Specifically, support assembly 120 includes a plurality of longitudinal channels 134 and a
plurality of circumferential channels 136. Together, longitudinal channels 134 and
circumferential channels 136 provide a pathway for fluid flow between openings 138 of flow
control components 122 and annular region 130.
[0031] Referring next to figure 4, a flow control section of fluid flow control system 100
is representatively illustrated during a production phase of well operations. In the illustrated
example, production flow is depicted as arrows 140 that are entering openings 138 of flow
control components 122 from annular region 130 via longitudinal channels 134 and
circumferential channels 136. In the production scenario, flow control components 122 have
a pair of inlets 142, a vortex chamber 144 and an outlet 146. Each of the inlets 142 directs
fluid into vortex chamber 144 primarily in a tangentially direction. Fluids entering vortex
chamber 144 primarily tangentially will spiral around vortex chamber 144, as indicted by
arrow 148, before eventually flowing through outlet 146. Fluid spiraling around vortex
chamber 144 will suffer from frictional losses. Further, the tangential velocity produces
centrifugal force that impedes radial flow. Consequently, production fluids passing through
flow control components 122 that enter vortex chamber 144 primarily tangentially encounter
significant resistance. This resistance is realized as back-pressure on the upstream production
fluids which results in a reduction in flowrate. This type of inflow control is beneficial in
balancing the production from the various production intervals, as best seen in figure 1,
which, for example, counteracts heel-toe effects in long horizontal completions, balancesinflow in highly deviated and fractured wells and reduces water/gas influx, thereby
lengthening the productive life of the well.
[0032] Even though a particular design of inlets 142, vortex chamber 144 and outlet 146
has been depicted and described, those skilled in the art will recognize that the design of the
fluid flow resisting elements within flow control components 122 will be determined based
upon factors such as the desired flowrate, the desired pressure drop, the type and composition
of the production fluids and the like.
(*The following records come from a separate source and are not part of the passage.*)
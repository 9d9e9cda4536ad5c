//! Chunk indexing: the write path from raw text to a chunk present in the
//! row store, the lexical index, and every model's embedding table.
//!
//! Indexing is split in two. [`ChunkIndexer::prepare`] does the slow,
//! side-effect-free work (segmentation and embedding) before any transaction
//! is open. [`ChunkIndexer::persist`] writes the rows inside the caller's
//! transaction and stages the graph inserts in an [`AnnBatch`], which the
//! caller applies once the transaction has committed.

use crate::ann::{AnnBatch, AnnIndexManager};
use crate::db::{self, TextChunk};
use crate::error::{Error, Result};
use crate::models::EmbeddingModels;
use crate::text::TextAnalyzer;
use chrono::Utc;
use sqlx::sqlite::SqliteConnection;
use std::sync::Arc;
use tracing::debug;
use uuid::Uuid;

/// Source of chunk ids
pub trait IdGenerator: Send + Sync {
    fn next_id(&self) -> String;
}

/// Random v4 UUIDs
#[derive(Debug, Default, Clone, Copy)]
pub struct UuidGenerator;

impl IdGenerator for UuidGenerator {
    fn next_id(&self) -> String {
        Uuid::new_v4().to_string()
    }
}

/// A chunk ready to be written: row contents plus one vector per model
#[derive(Debug, Clone)]
pub struct PreparedChunk {
    pub chunk: TextChunk,
    pub embeddings: Vec<(String, Vec<f32>)>,
}

pub struct ChunkIndexer {
    analyzer: Arc<TextAnalyzer>,
    models: Arc<EmbeddingModels>,
    graphs: Arc<AnnIndexManager>,
    ids: Arc<dyn IdGenerator>,
}

impl ChunkIndexer {
    pub fn new(
        analyzer: Arc<TextAnalyzer>,
        models: Arc<EmbeddingModels>,
        graphs: Arc<AnnIndexManager>,
        ids: Arc<dyn IdGenerator>,
    ) -> Self {
        Self {
            analyzer,
            models,
            graphs,
            ids,
        }
    }

    /// Segment `raw_text` and embed it with every configured model.
    ///
    /// Fails with `Validation` if a provider returns other than one vector,
    /// or a vector whose dimension disagrees with the model's graph.
    pub async fn prepare(&self, document_id: &str, raw_text: &str) -> Result<PreparedChunk> {
        let id = self.ids.next_id();
        let seg_content = self.analyzer.seg_content(raw_text);
        debug!("Chunk {} seg_content: {}", id, seg_content);

        let mut embeddings = Vec::with_capacity(self.models.len());
        for (model_id, model) in self.models.iter() {
            let vector = model.embed_one(raw_text).await?;
            self.check_dimension(model_id, &vector)?;
            embeddings.push((model_id.clone(), vector));
        }

        Ok(PreparedChunk {
            chunk: TextChunk {
                id,
                document_id: document_id.to_string(),
                content: raw_text.to_string(),
                seg_content,
                created_at: Utc::now().to_rfc3339(),
            },
            embeddings,
        })
    }

    /// Prepare several texts for one document. Every model must return the
    /// same dimension across the whole batch.
    pub async fn prepare_all(
        &self,
        document_id: &str,
        texts: &[String],
    ) -> Result<Vec<PreparedChunk>> {
        let mut prepared: Vec<PreparedChunk> = Vec::with_capacity(texts.len());

        for text in texts {
            let chunk = self.prepare(document_id, text).await?;
            if let Some(first) = prepared.first() {
                for ((model_id, expected), (_, got)) in first.embeddings.iter().zip(&chunk.embeddings) {
                    if expected.len() != got.len() {
                        return Err(Error::Validation(format!(
                            "embedding model '{}' returned {} and {} dimensions in one batch",
                            model_id,
                            expected.len(),
                            got.len()
                        )));
                    }
                }
            }
            prepared.push(chunk);
        }

        Ok(prepared)
    }

    /// Write a prepared chunk inside the caller's transaction and stage its
    /// graph inserts
    pub async fn persist(
        &self,
        conn: &mut SqliteConnection,
        prepared: PreparedChunk,
        batch: &mut AnnBatch,
    ) -> Result<TextChunk> {
        let PreparedChunk { chunk, embeddings } = prepared;

        db::insert_chunk(conn, &chunk).await?;

        for (model_id, vector) in embeddings {
            db::insert_embedding(conn, &model_id, &chunk.id, &vector).await?;
            batch.insert(&model_id, &chunk.id, vector);
        }

        Ok(chunk)
    }

    /// `prepare` followed by `persist`
    #[cfg(test)]
    pub async fn index(
        &self,
        conn: &mut SqliteConnection,
        document_id: &str,
        raw_text: &str,
        batch: &mut AnnBatch,
    ) -> Result<TextChunk> {
        let prepared = self.prepare(document_id, raw_text).await?;
        self.persist(conn, prepared, batch).await
    }

    fn check_dimension(&self, model_id: &str, vector: &[f32]) -> Result<()> {
        if vector.is_empty() {
            return Err(Error::Validation(format!(
                "embedding model '{}' returned an empty vector",
                model_id
            )));
        }

        let expected = self.graphs.get(model_id).and_then(|g| g.dimension());
        match expected {
            Some(dim) if dim != vector.len() => Err(Error::Validation(format!(
                "embedding model '{}' returned {} dimensions, index holds {}",
                model_id,
                vector.len(),
                dim
            ))),
            _ => Ok(()),
        }
    }
}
For example, when the fluid flow resisting element
within a flow control component is a vortex chamber, the relative size, number and approach
angle of the inlets can be altered to direct fluids into the vortex chamber to increase or
decrease the spiral effects, thereby increasing or decreasing the resistance to flow and
providing a desired flow pattern in the vortex chamber. In addition, the vortex chamber can
include flow vanes or other directional devices, such as grooves, ridges, waves or other
surface shaping, to direct fluid flow within the chamber or to provide different or additional
flow resistance. It should be noted by those skilled in the art that even though the vortex
chambers can be cylindrical, as shown, flow control components of the present invention
could have vortex chambers having alternate shapes including, but not limited to, right
rectangular, oval, spherical, spheroid and the like.
[0033] Referring next to figure 5, a flow control section of fluid flow control system 100
is representatively illustrated during a treatment phase of well operations. In the illustrated
example, treatment fluid flow is depicted as arrows 150 that are exiting openings 138 of flow
control components 122 and entering annular region 130 via longitudinal channels 134 and
circumferential channels 136. In the injection scenario, flow control components 122 have a
pair of outlets 142, a vortex chamber 144 and an inlet 146. Injection fluids entering vortex
chamber 144 from inlet 146 primarily travel in a radial direction within vortex chamber 144,
as indicted by arrows 152, before flowing through outlets 142 with little spiraling within
vortex chamber 144 and without experiencing the associated frictional and centrifugal losses.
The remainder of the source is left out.